Stored entries >>
+ + +

//! Invalidation Engine
//!
//! Owns the node arena of one session and propagates writes through it.
//!
//! # Algorithm
//!
//! When a signal is written:
//!
//! 1. Walk its dependents breadth-first with a visited set.
//! 2. Mark every reachable derivation dirty (a no-op if it already is).
//! 3. Queue every reachable continuous effect, plus the event-gated effects
//!    whose trigger set names the signal.
//!
//! Queued effects are drained with [`InvalidationEngine::take_pending`] in
//! registration order. Derivations are never recomputed here; they are pulled
//! lazily by whoever reads them next.

use std::collections::{HashSet, VecDeque};

use indexmap::{IndexMap, IndexSet};
use smallvec::SmallVec;
use tracing::trace;

use super::node::{Node, NodeId, NodeKind, NodeState};

/// Outcome of propagating a single write.
#[derive(Debug, Default)]
pub struct Invalidation {
    pub dirtied: Vec<NodeId>,
    pub scheduled: Vec<NodeId>,
}

/// Dependency graph plus the queue of effects awaiting a run.
#[derive(Debug, Default)]
pub struct InvalidationEngine {
    nodes: Vec<Node>,
    names: IndexMap<String, NodeId>,
    pending: IndexSet<NodeId>,
}

impl InvalidationEngine {
    pub fn new() -> Self {
        Self::default()
    }

    /// Add a node. The caller checks the name is free.
    pub fn add_node(&mut self, name: &str, kind: NodeKind) -> NodeId {
        let id = NodeId::from_index(self.nodes.len());
        self.nodes.push(Node::new(name, kind));
        self.names.insert(name.to_string(), id);
        id
    }

    pub fn lookup(&self, name: &str) -> Option<(NodeId, NodeKind)> {
        self.names
            .get(name)
            .map(|&id| (id, self.nodes[id.index()].kind()))
    }

    pub fn contains(&self, name: &str) -> bool {
        self.names.contains_key(name)
    }

    pub fn node(&self, id: NodeId) -> &Node {
        &self.nodes[id.index()]
    }

    pub fn name(&self, id: NodeId) -> &str {
        self.nodes[id.index()].name()
    }

    pub fn state(&self, id: NodeId) -> NodeState {
        self.nodes[id.index()].state()
    }

    pub fn set_state(&mut self, id: NodeId, state: NodeState) {
        self.nodes[id.index()].set_state(state);
    }

    /// Replace the dependency set of `id`, keeping reverse edges in sync.
    pub fn set_dependencies<I>(&mut self, id: NodeId, deps: I)
    where
        I: IntoIterator<Item = NodeId>,
    {
        let mut fresh: SmallVec<[NodeId; 4]> = SmallVec::new();
        for dep in deps {
            if dep != id && !fresh.contains(&dep) {
                fresh.push(dep);
            }
        }

        let old = self.nodes[id.index()].replace_dependencies(fresh.clone());
        for dep in old.iter().filter(|d| !fresh.contains(d)) {
            self.nodes[dep.index()].remove_dependent(id);
        }
        for dep in &fresh {
            self.nodes[dep.index()].add_dependent(id);
        }
    }

    /// Add one edge while `id` is still evaluating.
    ///
    /// Writes made later in the same evaluation then reach `id`.
    pub fn add_dependency(&mut self, id: NodeId, dep: NodeId) {
        let node = &self.nodes[id.index()];
        if dep == id || node.dependencies().contains(&dep) {
            return;
        }
        let mut deps: SmallVec<[NodeId; 4]> = node.dependencies().iter().copied().collect();
        deps.push(dep);
        self.nodes[id.index()].replace_dependencies(deps);
        self.nodes[dep.index()].add_dependent(id);
    }

    /// Replace the trigger set of an event-gated effect.
    pub fn set_triggers<I>(&mut self, id: NodeId, triggers: I)
    where
        I: IntoIterator<Item = NodeId>,
    {
        let mut fresh: SmallVec<[NodeId; 2]> = SmallVec::new();
        for t in triggers {
            if !fresh.contains(&t) {
                fresh.push(t);
            }
        }

        let old = self.nodes[id.index()].replace_triggers(fresh.clone());
        for t in &old {
            self.nodes[t.index()].remove_triggered(id);
        }
        for t in &fresh {
            self.nodes[t.index()].add_triggered(id);
        }
    }

    /// Detach a node from the graph and free its name.
    ///
    /// The arena slot stays so ids remain stable.
    pub fn remove_node(&mut self, id: NodeId) {
        self.set_dependencies(id, std::iter::empty());
        self.set_triggers(id, std::iter::empty());

        let dependents: Vec<NodeId> = self.nodes[id.index()].dependents().iter().copied().collect();
        for dependent in dependents {
            let remaining: Vec<NodeId> = self.nodes[dependent.index()]
                .dependencies()
                .iter()
                .copied()
                .filter(|d| *d != id)
                .collect();
            self.set_dependencies(dependent, remaining);
        }

        let node = &mut self.nodes[id.index()];
        self.names.shift_remove(node.name());
        node.dispose();
        self.pending.shift_remove(&id);
    }

    /// Propagate a write to signal `source`.
    pub fn invalidate(&mut self, source: NodeId) -> Invalidation {
        let mut result = Invalidation::default();
        let mut visited = HashSet::new();
        let mut queue: VecDeque<NodeId> = VecDeque::new();

        let source_node = &self.nodes[source.index()];
        queue.extend(source_node.dependents().iter().copied());

        // Event-gated effects fire on their triggers only
        let gated: Vec<NodeId> = source_node.triggered().iter().copied().collect();
        for effect in gated {
            self.schedule(effect, &mut result);
        }

        while let Some(id) = queue.pop_front() {
            if !visited.insert(id) {
                continue;
            }

            let node = &mut self.nodes[id.index()];
            if node.is_disposed() {
                continue;
            }

            match node.kind() {
                NodeKind::Derivation => {
                    if node.invalidate() {
                        result.dirtied.push(id);
                    }
                    queue.extend(node.dependents().iter().copied());
                }
                NodeKind::Effect => {
                    if node.triggers().is_empty() {
                        self.schedule(id, &mut result);
                    }
                }
                NodeKind::Signal => {}
            }
        }

        trace!(
            signal = self.name(source),
            dirtied = result.dirtied.len(),
            scheduled = result.scheduled.len(),
            "invalidated"
        );

        result
    }

    fn schedule(&mut self, effect: NodeId, result: &mut Invalidation) {
        if self.nodes[effect.index()].is_disposed() {
            return;
        }
        if self.pending.insert(effect) {
            if self.nodes[effect.index()].state() == NodeState::Clean {
                self.nodes[effect.index()].set_state(NodeState::Dirty);
            }
            result.scheduled.push(effect);
        }
    }

    /// Drain queued effects in registration order.
    pub fn take_pending(&mut self) -> Vec<NodeId> {
        let mut batch: Vec<NodeId> = self.pending.drain(..).collect();
        batch.sort_unstable();
        batch
    }

    pub fn clear_pending(&mut self) {
        for id in std::mem::take(&mut self.pending) {
            self.nodes[id.index()].set_state(NodeState::Clean);
        }
    }

    /// Names of the nodes `id` currently depends on.
    pub fn dependency_names(&self, id: NodeId) -> Vec<String> {
        self.nodes[id.index()]
            .dependencies()
            .iter()
            .map(|d| self.name(*d).to_string())
            .collect()
    }

    /// Names of the nodes currently reading `id`.
    pub fn dependent_names(&self, id: NodeId) -> Vec<String> {
        self.nodes[id.index()]
            .dependents()
            .iter()
            .map(|d| self.name(*d).to_string())
            .collect()
    }

    pub fn node_count(&self) -> usize {
        self.names.len()
    }
}
/// Configures a [`Session`] before any node exists.
#[derive(Default)]
pub struct SessionBuilder {
    config: SessionConfig,
    data: Option<Arc<dyn DataSource>>,
    observer: Option<Arc<FailureObserver>>,
}

impl SessionBuilder {
    pub fn config(mut self, config: SessionConfig) -> Self {
        self.config = config;
        self
    }

    pub fn data(mut self, data: Arc<dyn DataSource>) -> Self {
        self.data = Some(data);
        self
    }

    pub fn on_failure<F>(mut self, observer: F) -> Self
    where
        F: Fn(&ReactiveError) + Send + Sync + 'static,
    {
        self.observer = Some(Arc::new(observer));
        self
    }

    /// Build the session and declare one signal per widget binding.
    pub fn build(self) -> Result<Session> {
        self.config.validate()?;
        let inputs = InputMap::from_bindings(&self.config.widgets)?;

        let session = Session::from_parts(self.config, inputs, self.data, self.observer);
        for binding in session.inner.inputs.bindings() {
            session.declare_signal(binding.signal_name(), binding.initial_value())?;
        }
        Ok(session)
    }
}

/// Handle to one reactive session.
///
/// Cloning is cheap and every clone refers to the same session.
#[derive(Clone)]
pub struct Session {
    inner: Arc<Inner>,
}

impl Default for Session {
    fn default() -> Self {
        Self::new()
    }
}
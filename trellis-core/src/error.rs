//! Error types for the reactive engine.
//!
//! Everything that can go wrong inside a session is a [`ReactiveError`].
//! Callback code (derivations and effects) may fail with any error type;
//! effect failures are boxed and reported as [`ReactiveError::EffectFailure`].

use thiserror::Error;

/// Boxed error returned by user callbacks.
pub type BoxError = Box<dyn std::error::Error + Send + Sync + 'static>;

/// Result type for session operations.
pub type Result<T> = std::result::Result<T, ReactiveError>;

/// Errors raised by sessions, the dependency graph and the input/data
/// boundaries.
#[derive(Debug, Error)]
pub enum ReactiveError {
    /// A read or write named something that was never declared as a signal
    /// (or, for reads, as a derivation).
    #[error("unknown signal `{0}`")]
    UnknownSignal(String),

    /// A signal, derivation or effect was declared under a taken name.
    #[error("name `{0}` is already declared")]
    DuplicateName(String),

    /// An evaluation re-entered a node that was still computing.
    #[error("cyclic dependency: {}", path.join(" -> "))]
    CyclicDependency {
        /// Evaluation path, outermost first, ending with the re-entered name.
        path: Vec<String>,
    },

    /// An effect callback returned an error or panicked.
    #[error("effect `{name}` failed: {cause}")]
    EffectFailure { name: String, cause: String },

    /// A derivation tried to write a signal.
    #[error("derivation `{derivation}` attempted to write signal `{signal}`")]
    WriteInDerivation { derivation: String, signal: String },

    /// Effects kept writing signals for more rounds than allowed.
    #[error("effect cascade did not settle after {rounds} rounds")]
    CascadeLimit { rounds: usize },

    /// The data source has no column with this name.
    #[error("unknown column `{0}`")]
    UnknownColumn(String),

    /// A value accessor was used on a value of another kind.
    #[error("type mismatch: expected {expected}, found {found}")]
    TypeMismatch {
        expected: &'static str,
        found: &'static str,
    },

    /// An input event named a widget with no binding.
    #[error("unknown widget `{0}`")]
    UnknownWidget(String),

    /// An input event carried a value outside the widget's domain.
    #[error("invalid input for widget `{widget}`: {reason}")]
    InvalidInput { widget: String, reason: String },

    /// Configuration is structurally valid JSON but semantically wrong.
    #[error("configuration error: {0}")]
    Config(String),

    #[error("json error: {0}")]
    Json(#[from] serde_json::Error),

    #[error("io error: {0}")]
    Io(#[from] std::io::Error),

    /// The session task behind a host handle is no longer running.
    #[error("session {0} is closed")]
    SessionClosed(u64),
}

impl ReactiveError {
    /// Whether this error reports a dependency cycle.
    pub fn is_cycle(&self) -> bool {
        matches!(self, ReactiveError::CyclicDependency { .. })
    }
}

/// Find a [`ReactiveError`] inside a boxed callback error.
pub(crate) fn as_reactive(err: &BoxError) -> Option<&ReactiveError> {
    err.downcast_ref::<ReactiveError>()
}

#[cfg(test)]
mod tests {
    use super::*;

    #[test]
    fn cycle_message_lists_path() {
        let err = ReactiveError::CyclicDependency {
            path: vec!["a".into(), "b".into(), "a".into()],
        };
        assert_eq!(err.to_string(), "cyclic dependency: a -> b -> a");
        assert!(err.is_cycle());
    }

    #[test]
    fn boxed_errors_downcast() {
        let boxed: BoxError = Box::new(ReactiveError::UnknownSignal("x".into()));
        assert!(matches!(
            as_reactive(&boxed),
            Some(ReactiveError::UnknownSignal(name)) if name == "x"
        ));

        let other: BoxError = "plain".into();
        assert!(as_reactive(&other).is_none());
    }
}
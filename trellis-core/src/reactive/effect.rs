//! Effect Runner
//!
//! An effect is a side-effecting callback that pushes reactive state to the
//! outside world, typically by calling a render sink.
//!
//! # Kinds
//!
//! - **Continuous** effects run once at registration and again after every
//!   write that invalidates something they read (or declared).
//! - **Event-gated** effects never run at registration and run only after a
//!   write to one of their trigger signals. Their other reads are tracked so
//!   the callback sees current values, but those reads never schedule a run.
//!
//! # Differences from Derivations
//!
//! - Derivations return a value; effects do not.
//! - Derivations are lazy (compute on read); effects are eager (run when
//!   scheduled).
//! - Effects are the isolation boundary: an error or panic escaping a
//!   callback is caught here and turned into an `EffectFailure`.

use std::any::Any;
use std::panic::{self, AssertUnwindSafe};
use std::sync::Arc;

use indexmap::IndexMap;
use smallvec::SmallVec;

use crate::error::{BoxError, ReactiveError};
use crate::graph::NodeId;

use super::scope::Scope;

/// Effect callback.
pub type EffectFn = dyn Fn(&Scope<'_>) -> Result<(), BoxError> + Send + Sync;

/// How an effect gets scheduled.
#[derive(Debug, Clone, Copy, PartialEq, Eq)]
pub enum EffectKind {
    Continuous,
    EventGated,
}

struct EffectSlot {
    node: NodeId,
    kind: EffectKind,
    callback: Arc<EffectFn>,
    declared: SmallVec<[NodeId; 4]>,
    runs: u64,
    failures: u64,
}

/// What the session needs to run one effect.
pub(crate) struct EffectTask {
    pub name: String,
    pub callback: Arc<EffectFn>,
    pub declared: SmallVec<[NodeId; 4]>,
}

/// All effects of one session, in registration order.
#[derive(Default)]
pub(crate) struct EffectRunner {
    slots: IndexMap<String, EffectSlot>,
}

impl EffectRunner {
    pub fn register(
        &mut self,
        name: &str,
        node: NodeId,
        kind: EffectKind,
        declared: SmallVec<[NodeId; 4]>,
        callback: Arc<EffectFn>,
    ) {
        self.slots.insert(
            name.to_string(),
            EffectSlot {
                node,
                kind,
                callback,
                declared,
                runs: 0,
                failures: 0,
            },
        );
    }

    pub fn remove(&mut self, name: &str) -> Option<NodeId> {
        self.slots.shift_remove(name).map(|slot| slot.node)
    }

    pub(crate) fn task(&self, name: &str) -> Option<EffectTask> {
        self.slots.get(name).map(|slot| EffectTask {
            name: name.to_string(),
            callback: Arc::clone(&slot.callback),
            declared: slot.declared.clone(),
        })
    }

    pub fn record_run(&mut self, name: &str, failed: bool) {
        if let Some(slot) = self.slots.get_mut(name) {
            slot.runs += 1;
            if failed {
                slot.failures += 1;
            }
        }
    }

    pub fn runs(&self, name: &str) -> Option<u64> {
        self.slots.get(name).map(|slot| slot.runs)
    }

    pub fn failures(&self, name: &str) -> Option<u64> {
        self.slots.get(name).map(|slot| slot.failures)
    }

    pub fn len(&self) -> usize {
        self.slots.len()
    }
}

impl std::fmt::Debug for EffectRunner {
    fn fmt(&self, f: &mut std::fmt::Formatter<'_>) -> std::fmt::Result {
        f.debug_map()
            .entries(
                self.slots
                    .iter()
                    .map(|(name, slot)| (name, (slot.kind, slot.runs, slot.failures))),
            )
            .finish()
    }
}

/// Run a callback, turning a panic into an error.
pub(crate) fn invoke(callback: &EffectFn, scope: &Scope<'_>) -> Result<(), BoxError> {
    match panic::catch_unwind(AssertUnwindSafe(|| callback(scope))) {
        Ok(result) => result,
        Err(payload) => Err(panic_message(payload).into()),
    }
}

fn panic_message(payload: Box<dyn Any + Send>) -> String {
    if let Some(s) = payload.downcast_ref::<&str>() {
        format!("panicked: {s}")
    } else if let Some(s) = payload.downcast_ref::<String>() {
        format!("panicked: {s}")
    } else {
        "panicked".to_string()
    }
}

/// Wrap a callback error as an `EffectFailure`.
pub(crate) fn failure(name: &str, cause: &BoxError) -> ReactiveError {
    ReactiveError::EffectFailure {
        name: name.to_string(),
        cause: cause.to_string(),
    }
}
//! Derivation Cache
//!
//! A derivation is a named, cached computation that re-evaluates only when
//! its dependencies change.
//!
//! # How Derivations Work
//!
//! 1. `define` stores the function. Nothing runs yet.
//!
//! 2. On first read, the function runs and the result is cached.
//!
//! 3. When a dependency is written, the invalidation engine marks the
//!    derivation dirty.
//!
//! 4. On the next read, the function runs again with fresh dependency
//!    tracking and the cache is replaced.
//!
//! Derivations that are never read stay dirty, so no work is wasted on
//! values nobody looks at.
//!
//! The dirty flag itself lives on the graph node; this cache holds the
//! function, the last value and bookkeeping counters.

use std::sync::Arc;

use indexmap::IndexMap;

use crate::error::Result;
use crate::graph::NodeId;
use crate::value::Value;

use super::scope::Scope;

/// Function computing a derivation.
pub type DeriveFn = dyn Fn(&Scope<'_>) -> Result<Value> + Send + Sync;

struct DerivationSlot {
    node: NodeId,
    compute: Arc<DeriveFn>,
    cached: Option<Value>,
    recomputations: u64,
    invalidations: u64,
}

/// All derivations of one session, in definition order.
#[derive(Default)]
pub(crate) struct DerivationCache {
    slots: IndexMap<String, DerivationSlot>,
}

impl DerivationCache {
    pub fn define(&mut self, name: &str, node: NodeId, compute: Arc<DeriveFn>) {
        self.slots.insert(
            name.to_string(),
            DerivationSlot {
                node,
                compute,
                cached: None,
                recomputations: 0,
                invalidations: 0,
            },
        );
    }

    pub fn node(&self, name: &str) -> Option<NodeId> {
        self.slots.get(name).map(|slot| slot.node)
    }

    /// The function to run for a recomputation.
    pub fn compute_fn(&self, name: &str) -> Option<Arc<DeriveFn>> {
        self.slots.get(name).map(|slot| Arc::clone(&slot.compute))
    }

    /// Last successfully computed value.
    pub fn cached(&self, name: &str) -> Option<&Value> {
        self.slots.get(name).and_then(|slot| slot.cached.as_ref())
    }

    /// Store a fresh result.
    pub fn store(&mut self, name: &str, value: Value) {
        if let Some(slot) = self.slots.get_mut(name) {
            slot.cached = Some(value);
            slot.recomputations += 1;
        }
    }

    /// Count a `Clean -> Dirty` transition.
    pub fn note_invalidated(&mut self, name: &str) {
        if let Some(slot) = self.slots.get_mut(name) {
            slot.invalidations += 1;
        }
    }

    pub fn recomputations(&self, name: &str) -> Option<u64> {
        self.slots.get(name).map(|slot| slot.recomputations)
    }

    pub fn invalidations(&self, name: &str) -> Option<u64> {
        self.slots.get(name).map(|slot| slot.invalidations)
    }

    pub fn names(&self) -> impl Iterator<Item = &str> {
        self.slots.keys().map(String::as_str)
    }

    pub fn len(&self) -> usize {
        self.slots.len()
    }
}

impl std::fmt::Debug for DerivationCache {
    fn fmt(&self, f: &mut std::fmt::Formatter<'_>) -> std::fmt::Result {
        f.debug_map()
            .entries(self.slots.iter().map(|(name, slot)| {
                (name, (slot.cached.is_some(), slot.recomputations))
            }))
            .finish()
    }
}

#[cfg(test)]
mod tests {
    use super::*;

    fn null_fn() -> Arc<DeriveFn> {
        Arc::new(|_: &Scope<'_>| -> Result<Value> { Ok(Value::Null) })
    }

    #[test]
    fn store_counts_recomputations() {
        let mut cache = DerivationCache::default();
        cache.define("dat", NodeId::from_index(2), null_fn());

        assert!(cache.cached("dat").is_none());
        assert_eq!(cache.recomputations("dat"), Some(0));

        cache.store("dat", Value::from(1));
        cache.store("dat", Value::from(2));

        assert_eq!(cache.cached("dat"), Some(&Value::from(2)));
        assert_eq!(cache.recomputations("dat"), Some(2));
    }

    #[test]
    fn unknown_names_have_no_counters() {
        let cache = DerivationCache::default();
        assert!(cache.recomputations("nope").is_none());
        assert!(cache.compute_fn("nope").is_none());
    }

    #[test]
    fn invalidations_are_counted_separately() {
        let mut cache = DerivationCache::default();
        cache.define("dat", NodeId::from_index(0), null_fn());

        cache.note_invalidated("dat");
        assert_eq!(cache.invalidations("dat"), Some(1));
        assert_eq!(cache.recomputations("dat"), Some(0));
    }
}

+ + +

Task goal >>
Scan the entries above for the string "matches" and copy each line containing it.

Completed task >>
        matches!(self, ReactiveError::CyclicDependency { .. })
        assert!(matches!(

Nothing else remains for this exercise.